• _What the exercise asks_:
A single number is the whole answer: the tally of lines in the data below that include the word "sources".

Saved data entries
● ● ● ● ● ● ●
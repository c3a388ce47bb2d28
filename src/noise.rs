//! Process and measurement noise sources.
//!
//! A filter never inspects which source it was given: everything goes through the [`Noise`]
//! trait. Three sources are provided:
//! - [`Noiseless`] keeps every dimension contract but draws only zeros,
//! - [`BatchNoise`] replays pre-recorded draws step by step,
//! - [`GaussianNoise`] samples a zero-mean multivariate normal from a caller-seeded generator.
use std::fmt;

use ndarray::{Array1, Array2};
use ndarray_linalg::{Eigh, UPLO};
use rand::rngs::StdRng;
use rand::{Rng, SeedableRng};
use rand_distr::StandardNormal;

use crate::error::{FilterError, NoiseKind, Result};
use crate::types::{Matrix, Symmetric, Vector};

/// Relative tolerance on negative eigenvalues accepted when factoring a covariance.
pub const PSD_TOLERANCE: f64 = 1e-12;

/// Noise affecting a filtered system.
pub trait Noise: fmt::Debug + Send {
    /// Process noise draw `w` at step `k`.
    fn process(&mut self, k: usize) -> Result<Vector>;

    /// Measurement noise draw `v` at step `k`.
    fn measurement(&mut self, k: usize) -> Result<Vector>;

    /// Process noise covariance `Q`.
    fn process_matrix(&self) -> Symmetric<f64>;

    /// Measurement noise covariance `R`.
    fn measurement_matrix(&self) -> Symmetric<f64>;

    /// Rewinds any internal sequence to its initial position.
    fn reset(&mut self);
}

/// Noise source drawing only zeros.
#[derive(Debug, Clone, PartialEq)]
pub struct Noiseless {
    process_size: usize,
    measurement_size: usize,
    q: Symmetric<f64>,
    r: Symmetric<f64>,
}

impl Noiseless {
    /// Zero draws and zero covariance matrices of the given sizes.
    pub fn new(process_size: usize, measurement_size: usize) -> Self {
        Noiseless {
            process_size,
            measurement_size,
            q: Symmetric::zeros(process_size),
            r: Symmetric::zeros(measurement_size),
        }
    }

    /// Zero draws, but `Q` and `R` are reported as given.
    ///
    /// Useful to run a filter deterministically while it still weighs measurements with a
    /// realistic `R`.
    pub fn with_covariances(q: Symmetric<f64>, r: Symmetric<f64>) -> Self {
        Noiseless {
            process_size: q.size(),
            measurement_size: r.size(),
            q,
            r,
        }
    }
}

impl Noise for Noiseless {
    fn process(&mut self, _k: usize) -> Result<Vector> {
        Ok(Array1::zeros(self.process_size))
    }

    fn measurement(&mut self, _k: usize) -> Result<Vector> {
        Ok(Array1::zeros(self.measurement_size))
    }

    fn process_matrix(&self) -> Symmetric<f64> {
        self.q.clone()
    }

    fn measurement_matrix(&self) -> Symmetric<f64> {
        self.r.clone()
    }

    fn reset(&mut self) {}
}

/// Replays pre-recorded noise, one vector per step.
///
/// The covariance of the recorded draws is not tracked: `Q` and `R` are zero matrices sized
/// after the first recorded vector of each sequence.
#[derive(Debug, Clone, PartialEq)]
pub struct BatchNoise {
    process: Vec<Vector>,
    measurement: Vec<Vector>,
}

impl BatchNoise {
    pub fn new(process: Vec<Vector>, measurement: Vec<Vector>) -> Result<Self> {
        if process.is_empty() {
            return Err(FilterError::EmptyNoiseBatch(NoiseKind::Process));
        }
        if measurement.is_empty() {
            return Err(FilterError::EmptyNoiseBatch(NoiseKind::Measurement));
        }
        Ok(BatchNoise {
            process,
            measurement,
        })
    }

    /// Number of recorded steps for each sequence, as `(process, measurement)`.
    pub fn recorded_steps(&self) -> (usize, usize) {
        (self.process.len(), self.measurement.len())
    }

    fn draw(sequence: &[Vector], kind: NoiseKind, k: usize) -> Result<Vector> {
        sequence
            .get(k)
            .cloned()
            .ok_or(FilterError::IndexOutOfRange {
                kind,
                step: k,
                len: sequence.len(),
            })
    }
}

impl Noise for BatchNoise {
    fn process(&mut self, k: usize) -> Result<Vector> {
        Self::draw(&self.process, NoiseKind::Process, k)
    }

    fn measurement(&mut self, k: usize) -> Result<Vector> {
        Self::draw(&self.measurement, NoiseKind::Measurement, k)
    }

    fn process_matrix(&self) -> Symmetric<f64> {
        Symmetric::zeros(self.process[0].len())
    }

    fn measurement_matrix(&self) -> Symmetric<f64> {
        Symmetric::zeros(self.measurement[0].len())
    }

    // Draws are addressed by step, so rewinding the filter's step replays the batch.
    fn reset(&mut self) {}
}

/// Additive white Gaussian noise with fixed covariances `Q` and `R`.
///
/// Each covariance is factored once as `V·diag(√λ)` from its symmetric eigendecomposition,
/// which also accepts singular (positive semi-definite) covariances. Draws come from the
/// generator handed over at construction; [`Noise::reset`] restores that generator to its
/// initial state so a run can be replayed exactly.
#[derive(Clone)]
pub struct GaussianNoise {
    q: Symmetric<f64>,
    r: Symmetric<f64>,
    process_factor: Matrix,
    measurement_factor: Matrix,
    rng: StdRng,
    initial_rng: StdRng,
}

impl GaussianNoise {
    pub fn new(q: Symmetric<f64>, r: Symmetric<f64>, rng: StdRng) -> Result<Self> {
        let process_factor = covariance_factor(&q, NoiseKind::Process)?;
        let measurement_factor = covariance_factor(&r, NoiseKind::Measurement)?;
        Ok(GaussianNoise {
            q,
            r,
            process_factor,
            measurement_factor,
            initial_rng: rng.clone(),
            rng,
        })
    }

    /// Same as [`GaussianNoise::new`] with a generator seeded from `seed`.
    pub fn seeded(q: Symmetric<f64>, r: Symmetric<f64>, seed: u64) -> Result<Self> {
        Self::new(q, r, StdRng::seed_from_u64(seed))
    }

    fn sample(factor: &Matrix, rng: &mut StdRng) -> Vector {
        let standard: Vector = (0..factor.ncols())
            .map(|_| rng.sample::<f64, _>(StandardNormal))
            .collect();
        factor.dot(&standard)
    }
}

impl fmt::Debug for GaussianNoise {
    fn fmt(&self, f: &mut fmt::Formatter<'_>) -> fmt::Result {
        f.debug_struct("GaussianNoise")
            .field("q", &self.q)
            .field("r", &self.r)
            .finish()
    }
}

impl Noise for GaussianNoise {
    fn process(&mut self, _k: usize) -> Result<Vector> {
        Ok(Self::sample(&self.process_factor, &mut self.rng))
    }

    fn measurement(&mut self, _k: usize) -> Result<Vector> {
        Ok(Self::sample(&self.measurement_factor, &mut self.rng))
    }

    fn process_matrix(&self) -> Symmetric<f64> {
        self.q.clone()
    }

    fn measurement_matrix(&self) -> Symmetric<f64> {
        self.r.clone()
    }

    fn reset(&mut self) {
        self.rng = self.initial_rng.clone();
    }
}

/// Returns `L` with `L·Lᵀ == covariance`, or `InvalidCovariance` when the covariance has a
/// significantly negative eigenvalue.
fn covariance_factor(covariance: &Symmetric<f64>, which: NoiseKind) -> Result<Matrix> {
    let n = covariance.size();
    if n == 0 {
        return Ok(Array2::zeros((0, 0)));
    }
    let (eigenvalues, eigenvectors) = covariance.eigh(UPLO::Lower)?;
    let largest = eigenvalues.iter().fold(1.0_f64, |acc, v| acc.max(v.abs()));
    if eigenvalues.iter().any(|v| *v < -PSD_TOLERANCE * largest) {
        return Err(FilterError::InvalidCovariance { which });
    }
    let mut factor = eigenvectors;
    for (mut column, value) in factor.columns_mut().into_iter().zip(eigenvalues.iter()) {
        column *= value.max(0.0).sqrt();
    }
    Ok(factor)
}

#[cfg(test)]
mod tests {
    use super::*;
    use crate::types::{as_symmetric, identity, scaled_identity};
    use approx::assert_abs_diff_eq;
    use ndarray::{arr1, arr2};

    #[test]
    fn noiseless_preserves_dimensions() {
        let mut noise = Noiseless::new(4, 2);
        assert_eq!(noise.process(0).unwrap(), Array1::<f64>::zeros(4));
        assert_eq!(noise.measurement(17).unwrap(), Array1::<f64>::zeros(2));
        assert_eq!(noise.process_matrix(), Symmetric::zeros(4));
        assert_eq!(noise.measurement_matrix(), Symmetric::zeros(2));
    }

    #[test]
    fn noiseless_with_covariances_reports_them_but_draws_zeros() {
        let mut noise =
            Noiseless::with_covariances(scaled_identity(3, 0.1), scaled_identity(1, 0.5));
        assert_eq!(noise.process(3).unwrap(), Array1::<f64>::zeros(3));
        assert_eq!(noise.measurement(3).unwrap(), Array1::<f64>::zeros(1));
        assert_eq!(noise.measurement_matrix(), scaled_identity(1, 0.5));
    }

    #[test]
    fn batch_noise_replays_in_order() {
        let process = vec![arr1(&[1.0, 2.0]), arr1(&[3.0, 4.0])];
        let measurement = vec![arr1(&[-1.0]), arr1(&[-2.0])];
        let mut noise = BatchNoise::new(process, measurement).unwrap();
        assert_eq!(noise.process(1).unwrap(), arr1(&[3.0, 4.0]));
        assert_eq!(noise.measurement(0).unwrap(), arr1(&[-1.0]));
        assert_eq!(noise.process_matrix(), Symmetric::zeros(2));
        assert_eq!(noise.measurement_matrix(), Symmetric::zeros(1));
        assert_eq!(noise.recorded_steps(), (2, 2));
    }

    #[test]
    fn batch_noise_past_the_recording_fails() -> std::result::Result<(), String> {
        let mut noise = BatchNoise::new(vec![arr1(&[0.0])], vec![arr1(&[0.0])]).unwrap();
        match noise.measurement(1) {
            Err(FilterError::IndexOutOfRange {
                kind: NoiseKind::Measurement,
                step: 1,
                len: 1,
            }) => Ok(()),
            other => Err(format!("expected IndexOutOfRange, got {:?}", other)),
        }
    }

    #[test]
    fn empty_batch_is_rejected() {
        assert!(matches!(
            BatchNoise::new(vec![], vec![arr1(&[0.0])]),
            Err(FilterError::EmptyNoiseBatch(NoiseKind::Process))
        ));
    }

    #[test]
    fn gaussian_noise_rejects_indefinite_covariance() -> std::result::Result<(), String> {
        let q = as_symmetric(&arr2(&[[1.0, 2.0], [2.0, 1.0]])).unwrap();
        match GaussianNoise::seeded(q, identity(1), 7) {
            Err(FilterError::InvalidCovariance {
                which: NoiseKind::Process,
            }) => Ok(()),
            other => Err(format!("expected InvalidCovariance, got {:?}", other)),
        }
    }

    #[test]
    fn gaussian_noise_accepts_singular_covariance() {
        let q = as_symmetric(&arr2(&[[0.0, 0.0], [0.0, 0.25]])).unwrap();
        let mut noise = GaussianNoise::seeded(q, identity(1), 7).unwrap();
        for k in 0..20 {
            let w = noise.process(k).unwrap();
            assert_abs_diff_eq!(w[0], 0.0, epsilon = 1e-12);
        }
    }

    #[test]
    fn gaussian_noise_is_reproducible_and_resettable() {
        let q = scaled_identity(3, 2.0);
        let r = scaled_identity(2, 0.5);
        let mut a = GaussianNoise::seeded(q.clone(), r.clone(), 42).unwrap();
        let mut b = GaussianNoise::seeded(q, r, 42).unwrap();

        let first: Vec<Vector> = (0..5).map(|k| a.measurement(k).unwrap()).collect();
        let second: Vec<Vector> = (0..5).map(|k| b.measurement(k).unwrap()).collect();
        assert_eq!(first, second);

        a.reset();
        let replay: Vec<Vector> = (0..5).map(|k| a.measurement(k).unwrap()).collect();
        assert_eq!(first, replay);
    }

    #[test]
    fn gaussian_noise_matches_its_covariance() {
        let r = as_symmetric(&arr2(&[[4.0, 1.0], [1.0, 2.0]])).unwrap();
        let mut noise = GaussianNoise::seeded(identity(1), r, 3).unwrap();
        let samples = 20_000;
        let mut second_moment = Array2::<f64>::zeros((2, 2));
        for k in 0..samples {
            let v = noise.measurement(k).unwrap();
            for i in 0..2 {
                for j in 0..2 {
                    second_moment[[i, j]] += v[i] * v[j];
                }
            }
        }
        second_moment /= samples as f64;
        assert_abs_diff_eq!(second_moment[[0, 0]], 4.0, epsilon = 0.2);
        assert_abs_diff_eq!(second_moment[[0, 1]], 1.0, epsilon = 0.15);
        assert_abs_diff_eq!(second_moment[[1, 1]], 2.0, epsilon = 0.1);
    }
}
#![crate_name = "rusty_kalman"]
//! The `rusty-kalman` crate contains recursive state estimators of the Kalman family, in two
//! dual formulations:
//!
//! - [`filter::HybridFilter`] works in covariance space. It runs either as a classical (linear)
//!   Kalman filter or, after [`filter::HybridFilter::enable_linearized_mode`], as a linearized
//!   (extended) filter whose transition and measurement Jacobians are supplied before every
//!   step.
//! - [`filter::InformationFilter`] works in information (inverse covariance) space, where
//!   independent measurements add up and total ignorance about the state is an exact zero.
//!
//! Both are driven by a [`noise::Noise`] source that provides the noise covariances and,
//! for simulation, noise draws.
//!
//! ## Numerical contracts
//! Every operation on two operands checks their shapes first and fails with
//! [`error::FilterError::DimensionMismatch`] instead of broadcasting. Covariance and
//! information matrices are carried as [`types::Symmetric`], which can only be obtained from
//! a verified or a structurally symmetric computation.
//!
//! ## Backends
//! Linear algebra is delegated to LAPACK through `ndarray-linalg`. The backend is chosen with
//! one of the crate features `openblas-static` (default), `openblas-system`, `netlib-static`,
//! `netlib-system`, `intel-mkl-static` or `intel-mkl-system`.
pub mod error;
pub mod filter;
pub mod noise;
pub mod pipeline;
pub mod types;

pub use error::{FilterError, Result};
● ● ● ● ● ● ●
• _Answer to this problem_:
2